The 1,789 cases examined by the CDC team were all the documented cases for the time period — and while incidence of measles remains relatively low in the US (compared to the worldwide rate of 40 cases per million people annually), it perceptibly grew in the country over time.

Of 2,012 cases overall — including those reported by visitors to the US — only 535 were "imported" (ie evidenced in visitors or immigrants to the US), leaving 1,477 cases of measles contracted within the country.

Measles is a serious illness, the most vulnerable segment of any population being unvaccinated infants and toddlers, who are at a higher risk of fatal complications. The researchers also found incidence of measles does decline with age, highlighting the importance of protecting small children.

​Although the study did have some limitations, primarily due to its inability to verify vaccination information in adult cases, it's not the first time failure to vaccinate has been linked with measles outbreaks — and moreover, previous modelling suggests failure to vaccinate can have negative effects on the broader community. This doesn't just involve outbreaks, but increased load on hospitals.
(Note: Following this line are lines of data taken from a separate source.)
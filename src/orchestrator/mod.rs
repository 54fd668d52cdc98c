//! Session task orchestration: registry, queue, execution engine, and
//! stale-task repair.

pub mod engine;
pub mod queue_store;
pub mod reaper;
pub mod registry;

pub use engine::ExecutionEngine;
pub use queue_store::QueueStore;
pub use registry::TaskRegistry;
Although vaccinated individuals can still contract measles, vaccination drastically lowers the risk — and CDC's research underlines this vastly reduced prospect.

"Declining incidence with age, the high proportion of unvaccinated cases, and the decline in the proportion of vaccinated cases despite rate increases suggest failure to vaccinate, rather than failure of vaccine performance, may be the main driver of measles transmission, emphasizing the importance of maintaining high vaccine coverage," the researchers concluded.

Conspiracy Parent

The researchers place much of the blame for the resurgence in measles at the feet of Andrew Wakefield, a physician who was struck off the British Medical Register after publishing a 1998 study that claimed to find a connection between the Measles, Mumps and Rubella injection and autism.

In 2010, the British General Medical Council concluded Wakefield's study used deliberately falsified results to forge a consciously fraudulent conclusion, and the disgraced physician had done so in order to further his personal financial interests — he had filed a patent for an alternative MMR injection prior to publishing the paper.

Subsequent research has fairly conclusively established there is no link between vaccines and autism whatsoever, least of all a causal one, although many refuse to believe these conclusions, and fail to vaccinate their children as a result.

Nonetheless, anti-vaccine conspiracy theories are almost as old as vaccines themselves. English scientist Edward Jenner innovated vaccines in 1798, using cowpox to immunize individuals against smallpox (hence the name vaccine, derived from "Vacca" — Latin for cow). As early as 1802, some were claiming getting the vaccination would turn recipients into cows.